Ratgeber
Schatten von Zaun und Gartenhaus untersuchen
Trennen Sie Höhe, Ausrichtung und Abstand, um die Wirkung einfacher Hindernisse zu verstehen.

Maße und Position unterscheiden
Breite und Tiefe beschreiben den Grundriss, Höhe ist vertikal. Die Drehung erfolgt um die Mitte. Eine Wand kann eine geringe Tiefe haben. Ein Gartenhaus ist ein Quader mit flachem Dach; Schrägdächer oder offene Seiten werden nicht dargestellt.
Geometrie als Plausibilitätscheck
Auf ebenem Boden zeigt der Schatten eines senkrechten Objekts von der Sonne weg. Seine ideale Länge ist Höhe geteilt durch den Tangens der Sonnenhöhe. Bei 45° ergibt ein 2-m-Objekt einen 2-m-Schatten. Das prüft den Maßstab, bedeutet aber keine einheitliche Schattenlänge für komplexe Gebäude.
Nur eine Annahme ändern
Speichern Sie die Ausgangsversion. Erhöhen Sie bei gleichem Datum und Ort zunächst nur die Höhe und vergleichen Sie die Intervalle. Setzen Sie das Modell zurück, bevor Sie die Position ändern. Mehrere gleichzeitige Änderungen erschweren die Erklärung. Zahlenfelder machen Versuche wiederholbar.
Grenzzeiten ansehen
Prüfen Sie Beginn und Ende der direkten Sonne. Eine tiefe Sonne erzeugt lange Schatten und verstärkt kleine Maßfehler. Schmale Öffnungen können vom Zeitraster verpasst werden. Objekte außerhalb des Kamerabildes schatten weiter, solange sie im Modell stehen.

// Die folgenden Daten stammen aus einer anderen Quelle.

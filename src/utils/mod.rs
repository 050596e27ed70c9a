pub mod export;
pub mod metrics;
pub mod series;
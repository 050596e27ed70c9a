//! series.rs
//! Time-ordered sample series produced by a measurement run.
//!
//! Keyed by the logical timestamp of the pairing (remote stream time, or probe time in
//! local mode). Inserting an existing key overwrites the previous record.

use std::{collections::BTreeMap, time::Duration};

use crate::error::LatencyError;
use crate::signal::color::Color;

/// One measured pairing (or one failure) of a run.
#[derive(Debug, Clone, PartialEq)]
pub struct MeasurementRecord {
    pub timestamp: Duration,
    pub latency: Option<Duration>,
    /// Color of the pairing, when the record comes from color events.
    pub color: Option<Color>,
    pub error: Option<LatencyError>,
}

impl MeasurementRecord {
    pub fn measured(
        timestamp: Duration,
        latency: Duration,
        color: Option<Color>,
        error: Option<LatencyError>,
    ) -> Self {
        Self {
            timestamp,
            latency: Some(latency),
            color,
            error,
        }
    }

    pub fn failed(timestamp: Duration, error: LatencyError) -> Self {
        Self {
            timestamp,
            latency: None,
            color: None,
            error: Some(error),
        }
    }

    #[inline]
    pub fn is_failure(&self) -> bool {
        self.error.is_some()
    }
}

#[derive(Debug, Clone, Default)]
pub struct SampleSeries {
    records: BTreeMap<Duration, MeasurementRecord>,
    threshold: Duration,
}

impl SampleSeries {
    pub fn new(threshold: Duration) -> Self {
        Self {
            records: BTreeMap::new(),
            threshold,
        }
    }

    /// Appends or overwrites; returns the replaced record if the key existed.
    pub fn insert(&mut self, record: MeasurementRecord) -> Option<MeasurementRecord> {
        self.records.insert(record.timestamp, record)
    }

    /// Records in timestamp order.
    pub fn iter(&self) -> impl Iterator<Item = &MeasurementRecord> {
        self.records.values()
    }

    pub fn failures(&self) -> impl Iterator<Item = &MeasurementRecord> {
        self.records.values().filter(|r| r.is_failure())
    }

    /// Latencies of every record that carries one, in timestamp order.
    pub fn latencies(&self) -> impl Iterator<Item = (Duration, Duration)> + '_ {
        self.records
            .values()
            .filter_map(|r| r.latency.map(|l| (r.timestamp, l)))
    }

    pub fn failure_count(&self) -> usize {
        self.failures().count()
    }

    /// Record with the greatest timestamp.
    pub fn latest(&self) -> Option<&MeasurementRecord> {
        self.records.values().next_back()
    }

    pub fn get(&self, timestamp: Duration) -> Option<&MeasurementRecord> {
        self.records.get(&timestamp)
    }

    pub fn configured_threshold(&self) -> Duration {
        self.threshold
    }

    pub fn len(&self) -> usize {
        self.records.len()
    }

    pub fn is_empty(&self) -> bool {
        self.records.is_empty()
    }
}

impl<'a> IntoIterator for &'a SampleSeries {
    type Item = &'a MeasurementRecord;
    type IntoIter = std::collections::btree_map::Values<'a, Duration, MeasurementRecord>;

    fn into_iter(self) -> Self::IntoIter {
        self.records.values()
    }
}

//! poller.rs
//! Periodic color poller: the event source of one side.
//! - Real-time scheduling: SpinSleeper keeps a steady probe period (default 5 ms)
//! - Emits one event per observed color change through its `EventSink`
//! - Stops when its running flag clears or the controller revokes the sink

use std::{
    sync::{
        atomic::{AtomicBool, Ordering},
        Arc,
    },
    thread,
    time::{Duration, Instant},
};

use log::debug;
use spin_sleep::{SpinSleeper, SpinStrategy};

use crate::controller::listener::EventSink;
use crate::signal::color::{similar, Color};

/// Reads the color currently rendered by one video element.
/// Returns the stream time and color, or `None` while nothing is playing.
pub trait ColorProbe: Send {
    fn probe(&mut self) -> Option<(Duration, Color)>;
}

impl<F> ColorProbe for F
where
    F: FnMut() -> Option<(Duration, Color)> + Send,
{
    fn probe(&mut self) -> Option<(Duration, Color)> {
        self()
    }
}

/// Counters returned when a poller stops.
#[derive(Debug, Clone, Copy, Default, PartialEq, Eq)]
pub struct PollerStats {
    pub polls: u64,
    pub events: u64,
    /// Wake-ups that happened after the scheduled release.
    pub late_wakeups: u64,
}

pub struct ColorPoller {
    pub name: String,
    pub period: Duration,
    pub sink: EventSink,
    pub running: Arc<AtomicBool>,
}

impl ColorPoller {
    pub fn new(name: &str, period: Duration, sink: EventSink, running: Arc<AtomicBool>) -> Self {
        Self {
            name: name.to_string(),
            period,
            sink,
            running,
        }
    }

    /// Main poll loop: periodic release, emit on color change.
    pub fn run<P: ColorProbe + ?Sized>(&self, probe: &mut P) -> PollerStats {
        let sleeper = SpinSleeper::new(100_000).with_spin_strategy(SpinStrategy::YieldThread);
        let mut next_deadline = Instant::now() + self.period;
        let mut last_color: Option<Color> = None;
        let mut stats = PollerStats::default();

        while self.running.load(Ordering::Acquire) {
            let now = Instant::now();
            if now < next_deadline {
                sleeper.sleep(next_deadline - now);
            } else {
                stats.late_wakeups += 1;
            }
            stats.polls += 1;

            if let Some((stream_time, color)) = probe.probe() {
                let changed = last_color.is_none_or(|last| !similar(&last, &color));
                if changed {
                    if !self.sink.report(stream_time, color) {
                        debug!("[{}] event sink revoked, stopping", self.name);
                        break;
                    }
                    stats.events += 1;
                    last_color = Some(color);
                }
            }

            next_deadline += self.period;
        }

        debug!("[{}] stopped after {} polls, {} events", self.name, stats.polls, stats.events);
        stats
    }

    /// Runs the poller on its own thread.
    pub fn spawn<P: ColorProbe + 'static>(self, mut probe: P) -> thread::JoinHandle<PollerStats> {
        thread::spawn(move || self.run(&mut probe))
    }
}

#[cfg(test)]
mod tests {
    use super::*;
    use crate::controller::LatencyController;
    use crate::config::ControllerConfig;
    use crate::signal::event::SignalSide;

    #[test]
    fn emits_only_on_color_change() {
        let controller = LatencyController::new(ControllerConfig::default());
        let sink = controller.register_source(SignalSide::Local);
        let running = Arc::new(AtomicBool::new(true));
        let poller = ColorPoller::new("local", Duration::from_millis(1), sink, running.clone());

        let script = [
            Color::SYNC_MARKER,
            Color::new(5, 250, 3),
            Color::SYNC_MARKER,
            Color::RED,
            Color::RED,
            Color::BLUE,
        ];
        let mut i = 0usize;
        let mut probe = || {
            let out = script.get(i).map(|c| (Duration::from_millis(i as u64 * 10), *c));
            i += 1;
            if i > script.len() + 3 {
                running.store(false, Ordering::Release);
            }
            out
        };

        let stats = poller.run(&mut probe);
        assert_eq!(stats.events, 3);
        assert!(stats.polls >= script.len() as u64);
        assert_eq!(controller.side_state(SignalSide::Local).last_value, Some(Color::BLUE));
    }

    #[test]
    fn stops_when_sink_revoked() {
        let controller = LatencyController::new(ControllerConfig::default());
        let sink = controller.register_source(SignalSide::Remote);
        // Replacing the registration revokes the first sink.
        let _replacement = controller.register_source(SignalSide::Remote);

        let running = Arc::new(AtomicBool::new(true));
        let poller = ColorPoller::new("remote", Duration::from_millis(1), sink, running);
        let stats = poller.run(&mut || Some((Duration::ZERO, Color::SYNC_MARKER)));
        assert_eq!(stats.events, 0);
        assert_eq!(stats.polls, 1);
    }
}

Keine Baugenehmigung ableiten
Die Schätzung belegt weder Baurecht noch Lichtrechte oder Regelkonformität. Fehlende Nachbarn, Geländegefälle und falsche Maße verändern die Realität. Für solche Entscheidungen sind verifizierte Vermessung und geeignete professionelle Verfahren nötig.